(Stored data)
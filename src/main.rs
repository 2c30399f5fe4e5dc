//! vargs
//!
//! Sends each item read from stdin to the terminal as an OSC 51 message.

use std::io;
use std::process::ExitCode;

use clap::Parser;
use tracing_subscriber::{layer::SubscriberExt, util::SubscriberInitExt, EnvFilter};

use vargs::message::OscSink;
use vargs::{CliArgs, Config};

fn main() -> ExitCode {
    // Initialize logging; stdout carries only messages
    tracing_subscriber::registry()
        .with(EnvFilter::try_from_default_env().unwrap_or_else(|_| EnvFilter::new("warn")))
        .with(tracing_subscriber::fmt::layer().with_writer(io::stderr))
        .init();

    let config = match Config::from_args(CliArgs::parse()) {
        Ok(config) => config,
        Err(e) => {
            eprintln!("{}", e);
            return ExitCode::FAILURE;
        }
    };

    if let Some(warning) = config.missing_marker_warning() {
        eprintln!("{}", warning);
    }

    tracing::debug!("Separators: {:?}", config.separators().chars());
    tracing::debug!("Template: {:?}", config.template().args());

    let stdin = io::stdin();
    let report = vargs::run(&config, stdin.lock(), OscSink::new(io::stdout()));

    for e in report.errors() {
        eprintln!("{}", e);
    }

    if report.is_success() {
        ExitCode::SUCCESS
    } else {
        ExitCode::FAILURE
    }
}
//! Message output
//!
//! Each message is a JSON array of strings wrapped in the terminal-API
//! control sequence understood by Vim's terminal window:
//!
//! ```text
//! ESC ] 51 ; <json> BEL
//! ```

use std::io::Write;

use crate::error::{Error, Result};

/// Escape prefix, channel identifier and separator in front of the payload
pub const OSC_PREFIX: &[u8] = b"\x1b]51;";

/// BEL, ending the sequence
pub const OSC_TERMINATOR: u8 = 0x07;

/// Destination for built messages
pub trait MessageSink {
    /// Serialize and deliver one message
    fn send(&mut self, message: &[String]) -> Result<()>;
}

impl<S: MessageSink + ?Sized> MessageSink for &mut S {
    fn send(&mut self, message: &[String]) -> Result<()> {
        (**self).send(message)
    }
}

/// Append the framed form of `message` to `out`
pub fn encode_frame(message: &[String], out: &mut Vec<u8>) -> Result<()> {
    out.extend_from_slice(OSC_PREFIX);
    serde_json::to_writer(&mut *out, message).map_err(Error::Serialize)?;
    out.push(OSC_TERMINATOR);
    Ok(())
}

/// Writes framed messages to a byte stream, flushing after each one
#[derive(Debug)]
pub struct OscSink<W> {
    writer: W,
    frame: Vec<u8>,
}

impl<W: Write> OscSink<W> {
    pub fn new(writer: W) -> Self {
        Self {
            writer,
            frame: Vec::with_capacity(256),
        }
    }

    pub fn get_ref(&self) -> &W {
        &self.writer
    }

    pub fn into_inner(self) -> W {
        self.writer
    }
}

impl<W: Write> MessageSink for OscSink<W> {
    fn send(&mut self, message: &[String]) -> Result<()> {
        self.frame.clear();
        encode_frame(message, &mut self.frame)?;
        self.writer.write_all(&self.frame).map_err(Error::Write)?;
        self.writer.flush().map_err(Error::Write)
    }
}
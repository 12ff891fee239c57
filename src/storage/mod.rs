//! Storage engine: pager, node layout, and the B+-tree table.

pub mod cursor;
pub mod node;
pub mod pager;
pub mod row;
pub mod table;

pub use cursor::Cursor;
pub use pager::{Pager, PinScope};
pub use row::Row;
pub use table::Table;
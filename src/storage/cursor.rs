//! Cursors: logical positions inside the table.
//!
//! A cursor names a leaf page and a cell index within it. It carries no
//! borrow of the tree; operations that move or read through a cursor re-pin
//! the leaf for exactly as long as they touch it.

use crate::errors::DbResult;
use crate::storage::node::NodeType;
use crate::storage::row::Row;
use crate::storage::table::Table;

/// A position at a specific (leaf page, cell index), possibly one past the
/// last element.
#[derive(Debug, Clone, Copy)]
pub struct Cursor {
    pub page_num: u32,
    pub cell_num: u32,
    pub end_of_table: bool,
}

impl Table {
    /// Position of `key`, or of the slot where it would be inserted.
    pub fn find(&mut self, key: u32) -> DbResult<Cursor> {
        let root = self.root_page_num;
        self.with_scope(|table, scope| {
            let mut page_num = root;
            loop {
                let page = table.pager.get(page_num, scope)?;
                let node = page.borrow();
                match node.node_type() {
                    NodeType::Leaf => {
                        return Ok(Cursor {
                            page_num,
                            cell_num: node.leaf_find(key),
                            end_of_table: false,
                        });
                    }
                    NodeType::Internal => {
                        let child_index = node.internal_find_child(key);
                        let child = node.internal_child(child_index);
                        drop(node);
                        page_num = child;
                    }
                }
            }
        })
    }

    /// Cursor at the first row; `end_of_table` when the table is empty.
    pub fn start(&mut self) -> DbResult<Cursor> {
        let mut cursor = self.find(0)?;
        let num_cells = self.with_scope(|table, scope| {
            let page = table.pager.get(cursor.page_num, scope)?;
            let n = page.borrow().leaf_num_cells();
            Ok(n)
        })?;
        cursor.end_of_table = num_cells == 0;
        Ok(cursor)
    }

    /// Step to the next cell, following the leaf chain across pages.
    pub fn advance(&mut self, cursor: &mut Cursor) -> DbResult<()> {
        self.with_scope(|table, scope| {
            let page = table.pager.get(cursor.page_num, scope)?;
            let node = page.borrow();
            cursor.cell_num += 1;
            if cursor.cell_num >= node.leaf_num_cells() {
                match node.leaf_next() {
                    0 => cursor.end_of_table = true, // rightmost leaf
                    next => {
                        cursor.page_num = next;
                        cursor.cell_num = 0;
                    }
                }
            }
            Ok(())
        })
    }

    /// Deserialize the row under the cursor.
    pub fn row_at(&mut self, cursor: &Cursor) -> DbResult<Row> {
        self.with_scope(|table, scope| {
            let page = table.pager.get(cursor.page_num, scope)?;
            let node = page.borrow();
            Ok(Row::deserialize(node.leaf_value(cursor.cell_num)))
        })
    }
}
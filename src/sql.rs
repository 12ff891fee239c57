//! Statement parsing and input validation.
//!
//! The command surface is three literal statements. Anything malformed is
//! rejected here, before the storage layer sees it.

use crate::errors::{DbError, DbResult};
use crate::storage::row::Row;
use once_cell::sync::Lazy;
use regex::Regex;

static INSERT_RE: Lazy<Regex> =
    Lazy::new(|| Regex::new(r"^insert\s+(-?\d+)\s+(\S+)\s+(\S+)$").unwrap());
static DELETE_RE: Lazy<Regex> = Lazy::new(|| Regex::new(r"^delete\s+(-?\d+)$").unwrap());

#[derive(Debug)]
pub enum Statement {
    Insert(Row),
    Select,
    Delete(u32),
}

pub fn parse(input: &str) -> DbResult<Statement> {
    let input = input.trim();
    if input == "select" {
        return Ok(Statement::Select);
    }
    if input.starts_with("insert") {
        let captures = INSERT_RE
            .captures(input)
            .ok_or_else(|| DbError::Syntax("could not parse insert".into()))?;
        let id = parse_id(&captures[1])?;
        let row = Row::new(id, &captures[2], &captures[3])?;
        return Ok(Statement::Insert(row));
    }
    if input.starts_with("delete") {
        let captures = DELETE_RE
            .captures(input)
            .ok_or_else(|| DbError::Syntax("could not parse delete".into()))?;
        return Ok(Statement::Delete(parse_id(&captures[1])?));
    }
    Err(DbError::Unrecognized(input.to_string()))
}

/// Ids are signed on input, unsigned in storage: [0, 2^31).
fn parse_id(text: &str) -> DbResult<u32> {
    if text.starts_with('-') {
        return Err(DbError::NegativeId);
    }
    let id: i64 = text
        .parse()
        .map_err(|_| DbError::Syntax(format!("invalid id '{text}'")))?;
    if id > i32::MAX as i64 {
        return Err(DbError::Syntax(format!("id {id} out of range")));
    }
    Ok(id as u32)
}
use std::io;
use thiserror::Error;

/// Every failure the engine reports to a caller.
///
/// Parse and execution errors are recoverable and get printed by the REPL.
/// `Io` and `Corrupt` are fatal: they propagate out of the REPL loop and the
/// process exits non-zero. Structural invariant violations (out-of-range page
/// numbers, invalid child pointers, an exhausted buffer pool) panic instead,
/// since they signify corruption or a bug rather than bad input.
#[derive(Debug, Error)]
pub enum DbError {
    #[error("duplicate key {0}")]
    DuplicateKey(u32),
    #[error("key {0} not found")]
    KeyNotFound(u32),
    #[error("id must be positive")]
    NegativeId,
    #[error("string is too long")]
    StringTooLong,
    #[error("syntax error: {0}")]
    Syntax(String),
    #[error("unrecognized statement '{0}'")]
    Unrecognized(String),
    #[error("corrupt database file: {0}")]
    Corrupt(String),
    #[error(transparent)]
    Io(#[from] io::Error),
}

pub type DbResult<T> = Result<T, DbError>;
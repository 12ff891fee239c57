//! On-disk node layout and typed field accessors.
//!
//! Every page of the database file is one B+-tree node. A node is an opaque
//! 4096-byte buffer; this module knows where each field lives inside it and
//! exposes byte-range views instead of raw pointer arithmetic.
//!
//! | Property           | Internal node                 | Leaf node           |
//! |--------------------|-------------------------------|---------------------|
//! | Stores             | keys and child page numbers   | keys and rows       |
//! | Number of keys     | up to `INTERNAL_MAX_KEYS`     | as many as will fit |
//! | Number of pointers | number of keys + 1            | none                |
//! | Key purpose        | routing                       | paired with row     |

use crate::storage::pager::{INVALID_PAGE_NUM, PAGE_SIZE};
use crate::storage::row::ROW_SIZE;
use std::fmt::Write;

/// Discriminates the two node shapes sharing the common header.
#[derive(Debug, Clone, Copy, PartialEq, Eq)]
pub enum NodeType {
    Internal,
    Leaf,
}

// Common node header layout.
const NODE_TYPE_SIZE: usize = 1;
const NODE_TYPE_OFFSET: usize = 0;
const IS_ROOT_SIZE: usize = 1;
const IS_ROOT_OFFSET: usize = NODE_TYPE_OFFSET + NODE_TYPE_SIZE;
const PARENT_POINTER_SIZE: usize = 4;
const PARENT_POINTER_OFFSET: usize = IS_ROOT_OFFSET + IS_ROOT_SIZE;
pub const COMMON_NODE_HEADER_SIZE: usize = NODE_TYPE_SIZE + IS_ROOT_SIZE + PARENT_POINTER_SIZE;

// Leaf node header layout.
const LEAF_NUM_CELLS_SIZE: usize = 4;
const LEAF_NUM_CELLS_OFFSET: usize = COMMON_NODE_HEADER_SIZE;
const LEAF_NEXT_LEAF_SIZE: usize = 4;
const LEAF_NEXT_LEAF_OFFSET: usize = LEAF_NUM_CELLS_OFFSET + LEAF_NUM_CELLS_SIZE;
pub const LEAF_NODE_HEADER_SIZE: usize =
    COMMON_NODE_HEADER_SIZE + LEAF_NUM_CELLS_SIZE + LEAF_NEXT_LEAF_SIZE;

// Leaf node body layout.
const LEAF_KEY_SIZE: usize = 4;
pub const LEAF_NODE_CELL_SIZE: usize = LEAF_KEY_SIZE + ROW_SIZE;
pub const LEAF_NODE_SPACE_FOR_CELLS: usize = PAGE_SIZE - LEAF_NODE_HEADER_SIZE;
pub const LEAF_NODE_MAX_CELLS: u32 = (LEAF_NODE_SPACE_FOR_CELLS / LEAF_NODE_CELL_SIZE) as u32;
pub const LEAF_NODE_RIGHT_SPLIT_COUNT: u32 = (LEAF_NODE_MAX_CELLS + 1) / 2;
pub const LEAF_NODE_LEFT_SPLIT_COUNT: u32 = LEAF_NODE_MAX_CELLS + 1 - LEAF_NODE_RIGHT_SPLIT_COUNT;
/// A non-root leaf that drops below this many cells gets rebalanced.
pub const LEAF_NODE_MIN_CELLS: u32 = LEAF_NODE_LEFT_SPLIT_COUNT;

// Internal node header layout.
const INTERNAL_NUM_KEYS_SIZE: usize = 4;
const INTERNAL_NUM_KEYS_OFFSET: usize = COMMON_NODE_HEADER_SIZE;
const INTERNAL_RIGHT_CHILD_SIZE: usize = 4;
const INTERNAL_RIGHT_CHILD_OFFSET: usize = INTERNAL_NUM_KEYS_OFFSET + INTERNAL_NUM_KEYS_SIZE;
pub const INTERNAL_NODE_HEADER_SIZE: usize =
    COMMON_NODE_HEADER_SIZE + INTERNAL_NUM_KEYS_SIZE + INTERNAL_RIGHT_CHILD_SIZE;

// Internal node body layout.
const INTERNAL_CHILD_SIZE: usize = 4;
const INTERNAL_KEY_SIZE: usize = 4;
pub const INTERNAL_NODE_CELL_SIZE: usize = INTERNAL_CHILD_SIZE + INTERNAL_KEY_SIZE;
/// Kept deliberately small so rebalancing kicks in with few rows.
pub const INTERNAL_NODE_MAX_KEYS: u32 = 3;

/// One 4096-byte node buffer.
#[derive(Clone)]
pub struct Page {
    pub(crate) data: [u8; PAGE_SIZE],
}

impl Page {
    pub fn new() -> Self {
        Page {
            data: [0; PAGE_SIZE],
        }
    }

    fn read_u32(&self, offset: usize) -> u32 {
        let mut bytes = [0u8; 4];
        bytes.copy_from_slice(&self.data[offset..offset + 4]);
        u32::from_le_bytes(bytes)
    }

    fn write_u32(&mut self, offset: usize, value: u32) {
        self.data[offset..offset + 4].copy_from_slice(&value.to_le_bytes());
    }

    pub fn node_type(&self) -> NodeType {
        match self.data[NODE_TYPE_OFFSET] {
            0 => NodeType::Internal,
            1 => NodeType::Leaf,
            other => panic!("invalid node type byte {other}"),
        }
    }

    pub fn set_node_type(&mut self, node_type: NodeType) {
        self.data[NODE_TYPE_OFFSET] = match node_type {
            NodeType::Internal => 0,
            NodeType::Leaf => 1,
        };
    }

    pub fn is_root(&self) -> bool {
        self.data[IS_ROOT_OFFSET] == 1
    }

    pub fn set_root(&mut self, is_root: bool) {
        self.data[IS_ROOT_OFFSET] = is_root as u8;
    }

    pub fn parent(&self) -> u32 {
        self.read_u32(PARENT_POINTER_OFFSET)
    }

    pub fn set_parent(&mut self, parent: u32) {
        self.write_u32(PARENT_POINTER_OFFSET, parent);
    }

    /// Reset the buffer to an empty non-root leaf.
    pub fn init_leaf(&mut self) {
        self.data.fill(0);
        self.set_node_type(NodeType::Leaf);
        self.set_root(false);
        self.set_leaf_num_cells(0);
        self.set_leaf_next(0); // 0 represents no sibling
    }

    /// Reset the buffer to an empty non-root internal node.
    ///
    /// The right child starts at `INVALID_PAGE_NUM`: page 0 is the root, so a
    /// zeroed right child would silently make this node a parent of the root.
    pub fn init_internal(&mut self) {
        self.data.fill(0);
        self.set_node_type(NodeType::Internal);
        self.set_root(false);
        self.set_internal_num_keys(0);
        self.set_internal_right_child(INVALID_PAGE_NUM);
    }

    // Leaf accessors.

    pub fn leaf_num_cells(&self) -> u32 {
        self.read_u32(LEAF_NUM_CELLS_OFFSET)
    }

    pub fn set_leaf_num_cells(&mut self, num: u32) {
        self.write_u32(LEAF_NUM_CELLS_OFFSET, num);
    }

    pub fn leaf_next(&self) -> u32 {
        self.read_u32(LEAF_NEXT_LEAF_OFFSET)
    }

    pub fn set_leaf_next(&mut self, next: u32) {
        self.write_u32(LEAF_NEXT_LEAF_OFFSET, next);
    }

    fn leaf_cell_offset(cell_num: u32) -> usize {
        assert!(
            cell_num < LEAF_NODE_MAX_CELLS,
            "leaf cell {cell_num} out of bounds"
        );
        LEAF_NODE_HEADER_SIZE + cell_num as usize * LEAF_NODE_CELL_SIZE
    }

    pub fn leaf_cell(&self, cell_num: u32) -> &[u8] {
        let offset = Self::leaf_cell_offset(cell_num);
        &self.data[offset..offset + LEAF_NODE_CELL_SIZE]
    }

    pub fn leaf_cell_mut(&mut self, cell_num: u32) -> &mut [u8] {
        let offset = Self::leaf_cell_offset(cell_num);
        &mut self.data[offset..offset + LEAF_NODE_CELL_SIZE]
    }

    pub fn leaf_key(&self, cell_num: u32) -> u32 {
        self.read_u32(Self::leaf_cell_offset(cell_num))
    }

    pub fn set_leaf_key(&mut self, cell_num: u32, key: u32) {
        self.write_u32(Self::leaf_cell_offset(cell_num), key);
    }

    pub fn leaf_value(&self, cell_num: u32) -> &[u8] {
        &self.leaf_cell(cell_num)[LEAF_KEY_SIZE..]
    }

    pub fn leaf_value_mut(&mut self, cell_num: u32) -> &mut [u8] {
        &mut self.leaf_cell_mut(cell_num)[LEAF_KEY_SIZE..]
    }

    /// Key of the last cell. Callers guarantee the leaf is non-empty.
    pub fn leaf_max_key(&self) -> u32 {
        self.leaf_key(self.leaf_num_cells() - 1)
    }

    /// Shift cells `[from..num_cells)` one slot to the right, opening `from`.
    pub fn leaf_shift_right(&mut self, from: u32) {
        let num_cells = self.leaf_num_cells();
        let start = Self::leaf_cell_offset(from);
        let end = start + (num_cells - from) as usize * LEAF_NODE_CELL_SIZE;
        self.data.copy_within(start..end, start + LEAF_NODE_CELL_SIZE);
    }

    /// Shift cells `[from+1..num_cells)` one slot to the left, dropping `from`.
    pub fn leaf_shift_left(&mut self, from: u32) {
        let num_cells = self.leaf_num_cells();
        let start = Self::leaf_cell_offset(from + 1);
        let end = start + (num_cells - from - 1) as usize * LEAF_NODE_CELL_SIZE;
        self.data.copy_within(start..end, start - LEAF_NODE_CELL_SIZE);
    }

    /// Binary search for `key`: its cell on a hit, the insertion position on
    /// a miss.
    pub fn leaf_find(&self, key: u32) -> u32 {
        let mut min_index = 0;
        let mut one_past_max_index = self.leaf_num_cells();
        while one_past_max_index != min_index {
            let index = (min_index + one_past_max_index) / 2;
            let key_at_index = self.leaf_key(index);
            if key == key_at_index {
                return index;
            }
            if key < key_at_index {
                one_past_max_index = index;
            } else {
                min_index = index + 1;
            }
        }
        min_index
    }

    // Internal accessors.

    pub fn internal_num_keys(&self) -> u32 {
        self.read_u32(INTERNAL_NUM_KEYS_OFFSET)
    }

    pub fn set_internal_num_keys(&mut self, num: u32) {
        self.write_u32(INTERNAL_NUM_KEYS_OFFSET, num);
    }

    pub fn internal_right_child(&self) -> u32 {
        self.read_u32(INTERNAL_RIGHT_CHILD_OFFSET)
    }

    pub fn set_internal_right_child(&mut self, child: u32) {
        self.write_u32(INTERNAL_RIGHT_CHILD_OFFSET, child);
    }

    fn internal_cell_offset(cell_num: u32) -> usize {
        INTERNAL_NODE_HEADER_SIZE + cell_num as usize * INTERNAL_NODE_CELL_SIZE
    }

    /// Child page number at `child_num`. `child_num == num_keys` resolves to
    /// the right child. Following an invalid pointer is a structural failure.
    pub fn internal_child(&self, child_num: u32) -> u32 {
        let num_keys = self.internal_num_keys();
        assert!(
            child_num <= num_keys,
            "tried to access child {child_num} of a node with {num_keys} keys"
        );
        let child = if child_num == num_keys {
            self.internal_right_child()
        } else {
            self.read_u32(Self::internal_cell_offset(child_num))
        };
        assert!(
            child != INVALID_PAGE_NUM,
            "tried to follow an invalid child pointer"
        );
        child
    }

    pub fn set_internal_child(&mut self, cell_num: u32, child: u32) {
        self.write_u32(Self::internal_cell_offset(cell_num), child);
    }

    pub fn internal_key(&self, key_num: u32) -> u32 {
        self.read_u32(Self::internal_cell_offset(key_num) + INTERNAL_CHILD_SIZE)
    }

    pub fn set_internal_key(&mut self, key_num: u32, key: u32) {
        self.write_u32(Self::internal_cell_offset(key_num) + INTERNAL_CHILD_SIZE, key);
    }

    /// Shift cells `[from..num_keys)` one slot to the right.
    pub fn internal_shift_right(&mut self, from: u32) {
        let num_keys = self.internal_num_keys();
        let start = Self::internal_cell_offset(from);
        let end = start + (num_keys - from) as usize * INTERNAL_NODE_CELL_SIZE;
        self.data
            .copy_within(start..end, start + INTERNAL_NODE_CELL_SIZE);
    }

    /// Shift cells `[from+1..num_keys)` one slot to the left, dropping `from`.
    pub fn internal_shift_left(&mut self, from: u32) {
        let num_keys = self.internal_num_keys();
        let start = Self::internal_cell_offset(from + 1);
        let end = start + (num_keys - from - 1) as usize * INTERNAL_NODE_CELL_SIZE;
        self.data
            .copy_within(start..end, start - INTERNAL_NODE_CELL_SIZE);
    }

    /// Index of the child whose subtree should contain `key`: the smallest
    /// cell whose key is >= `key`, or `num_keys` for the right child.
    pub fn internal_find_child(&self, key: u32) -> u32 {
        let num_keys = self.internal_num_keys();
        let mut min_index = 0;
        let mut max_index = num_keys; // one more child than key
        while min_index != max_index {
            let index = (min_index + max_index) / 2;
            if self.internal_key(index) >= key {
                max_index = index;
            } else {
                min_index = index + 1;
            }
        }
        min_index
    }

    /// Rewrite the cell key that routed to `old_key` with `new_key`.
    pub fn update_internal_key(&mut self, old_key: u32, new_key: u32) {
        let index = self.internal_find_child(old_key);
        self.set_internal_key(index, new_key);
    }
}

/// Layout summary for the `.constants` meta command.
pub fn layout_report() -> String {
    let mut out = String::new();
    let _ = writeln!(out, "ROW_SIZE: {}", ROW_SIZE);
    let _ = writeln!(out, "COMMON_NODE_HEADER_SIZE: {}", COMMON_NODE_HEADER_SIZE);
    let _ = writeln!(out, "LEAF_NODE_HEADER_SIZE: {}", LEAF_NODE_HEADER_SIZE);
    let _ = writeln!(out, "LEAF_NODE_CELL_SIZE: {}", LEAF_NODE_CELL_SIZE);
    let _ = writeln!(out, "LEAF_NODE_SPACE_FOR_CELLS: {}", LEAF_NODE_SPACE_FOR_CELLS);
    let _ = writeln!(out, "LEAF_NODE_MAX_CELLS: {}", LEAF_NODE_MAX_CELLS);
    out
}

#[cfg(test)]
mod tests {
    use super::*;
    use crate::storage::row::Row;

    #[test]
    fn layout_constants_match_the_file_format() {
        assert_eq!(COMMON_NODE_HEADER_SIZE, 6);
        assert_eq!(LEAF_NODE_HEADER_SIZE, 14);
        assert_eq!(LEAF_NODE_CELL_SIZE, 297);
        assert_eq!(LEAF_NODE_MAX_CELLS, 13);
        assert_eq!(LEAF_NODE_LEFT_SPLIT_COUNT, 7);
        assert_eq!(LEAF_NODE_RIGHT_SPLIT_COUNT, 7);
        assert_eq!(INTERNAL_NODE_HEADER_SIZE, 14);
        assert_eq!(INTERNAL_NODE_CELL_SIZE, 8);
    }

    #[test]
    fn leaf_cells_roundtrip() {
        let mut page = Page::new();
        page.init_leaf();
        let row = Row::new(7, "carol", "carol@example.com").unwrap();
        page.set_leaf_num_cells(1);
        page.set_leaf_key(0, 7);
        row.serialize(page.leaf_value_mut(0));
        assert_eq!(page.leaf_key(0), 7);
        assert_eq!(Row::deserialize(page.leaf_value(0)), row);
        assert_eq!(page.leaf_max_key(), 7);
    }

    #[test]
    fn fresh_internal_node_has_invalid_right_child() {
        let mut page = Page::new();
        page.init_internal();
        assert_eq!(page.node_type(), NodeType::Internal);
        assert_eq!(page.internal_right_child(), INVALID_PAGE_NUM);
        assert_eq!(page.internal_num_keys(), 0);
    }

    #[test]
    fn internal_find_child_routes_by_key() {
        let mut page = Page::new();
        page.init_internal();
        page.set_internal_num_keys(2);
        page.set_internal_child(0, 3);
        page.set_internal_key(0, 10);
        page.set_internal_child(1, 4);
        page.set_internal_key(1, 20);
        page.set_internal_right_child(5);

        assert_eq!(page.internal_find_child(1), 0);
        assert_eq!(page.internal_find_child(10), 0);
        assert_eq!(page.internal_find_child(11), 1);
        assert_eq!(page.internal_find_child(20), 1);
        assert_eq!(page.internal_find_child(21), 2);
        assert_eq!(page.internal_child(2), 5);
    }

    #[test]
    fn leaf_find_returns_hit_or_insertion_point() {
        let mut page = Page::new();
        page.init_leaf();
        page.set_leaf_num_cells(3);
        for (i, key) in [10, 20, 30].iter().enumerate() {
            page.set_leaf_key(i as u32, *key);
        }
        assert_eq!(page.leaf_find(20), 1);
        assert_eq!(page.leaf_find(5), 0);
        assert_eq!(page.leaf_find(25), 2);
        assert_eq!(page.leaf_find(35), 3);
    }

    #[test]
    fn shifts_preserve_neighbouring_cells() {
        let mut page = Page::new();
        page.init_leaf();
        page.set_leaf_num_cells(3);
        for (i, key) in [10, 20, 30].iter().enumerate() {
            page.set_leaf_key(i as u32, *key);
        }
        page.leaf_shift_right(1);
        page.set_leaf_num_cells(4);
        page.set_leaf_key(1, 15);
        let keys: Vec<u32> = (0..4).map(|i| page.leaf_key(i)).collect();
        assert_eq!(keys, vec![10, 15, 20, 30]);

        page.leaf_shift_left(1);
        page.set_leaf_num_cells(3);
        let keys: Vec<u32> = (0..3).map(|i| page.leaf_key(i)).collect();
        assert_eq!(keys, vec![10, 20, 30]);
    }

    #[test]
    #[should_panic(expected = "invalid child pointer")]
    fn following_an_invalid_right_child_panics() {
        let mut page = Page::new();
        page.init_internal();
        page.internal_child(0);
    }
}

EXERCISE GOAL »
Reproduce every line from the entries that holds the word "derive".

SOLUTION FOR THIS TASK »
#[derive(Debug)]
#[derive(Debug, Clone, Copy)]
#[derive(Debug)]
#[derive(Debug, Error)]
#[derive(Debug, Clone, Copy, PartialEq, Eq)]
#[derive(Clone)]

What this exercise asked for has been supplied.